Fears over the almost-completed Hong Kong–Zhuhai–Macau bridge emerged after wave-absorbing protective blocks, known as dolosse or tetrapods, appear to have drifted away from the bridge’s artificial islands, leaving the sea tunnel threatened.
Aerial photographs last week showed two of the four artificial islands, which are managed by the mainland Chinese authority, had fewer tetrapods on one side, with some separated from the structure.
The bridge authority has explained that the tetrapods had been randomly placed on purpose in such a way—which differs from the Hong Kong authorities’ method—to get the best results, in view of the varying strength of waves.
“It is a special location, and we cannot place [the blocks] regularly in the usual manner above the water,” said deputy director Yu Lie. “The placement of the blocks under the water was by design and they were interlocked to perform the function of protecting the man-made island.”
The arrangement, he added, was also due to the tunnel underneath.
Yu also rejected claims of a cover-up, saying the governments of the three places were represented on the authority, and monthly meetings were held for the sides to discuss the project’s progress.

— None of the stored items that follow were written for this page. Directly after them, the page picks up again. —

//! Node Locator: rule-based element search over rendered document trees
//!
//! A rule is a `;`-separated conjunction of `property=value` predicates,
//! for example `ppcl=sidebar;tag=iframe;vis=true`. Rules are compiled once
//! and evaluated against any tree that implements [`NodeTree`].
//!
//! # Architecture
//!
//! Search runs in two phases. Every predicate proposes cheap candidate
//! roots from host indexes (id, class, tag); the union is collapsed so no
//! root lies inside another. A depth-first walk from each remaining root
//! then tests the full conjunction on element nodes only.
//!
//! Predicates may target the node itself, its parent (`p` prefix), or any
//! ancestor (`pp` prefix). Ancestor walks are bounded by
//! [`tree::MAX_ANCESTOR_STEPS`], so a host with a broken parent chain cannot
//! hang a search.
//!
//! # Example
//!
//! ```
//! use node_locator::{parse, MemoryTree};
//!
//! let mut tree = MemoryTree::new();
//! let doc = tree.create_document(None);
//! let html = tree.element(doc, "html", &[]);
//! let body = tree.element(html, "body", &[]);
//! let slot = tree.element(body, "div", &[("id", "slot"), ("class", "ad")]);
//!
//! let rule = parse("cl=ad;tag=div").expect("rule has usable segments");
//! assert_eq!(rule.locate_elements(&tree, Some(doc)), vec![slot]);
//! ```

pub mod config;
pub mod query;
pub mod tree;
pub mod unique;

// Re-exports
pub use config::{
    load_from_path, load_from_str, load_rule_set, ConfigError, RuleOutcome, RuleSet, RuleSetConfig,
};
pub use query::{
    parse, reduce_parents, Identifier, IdentifierError, ParseError, PredicateKind, Rule, Scope,
    Traversal,
};
pub use tree::{
    load_snapshot_path, load_snapshot_str, MemoryTree, NodeId, NodeKind, NodeTree,
    SnapshotError, TreeError,
};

However, Hong Kong engineer Albert Lai Kwong-tak, who is also convenor of the Professional Commons think tank, urged the authority to make public the calculations and documents of the bridge design so that Hong Kong engineers could study the construction, according to The Standard.
“The most worrying point is that the authority had also admitted that the tetrapods would dislocate according to the design. They would need routine maintenance,” Lai said. “I won’t say this design is infeasible, but I would question whether it’s a good one.”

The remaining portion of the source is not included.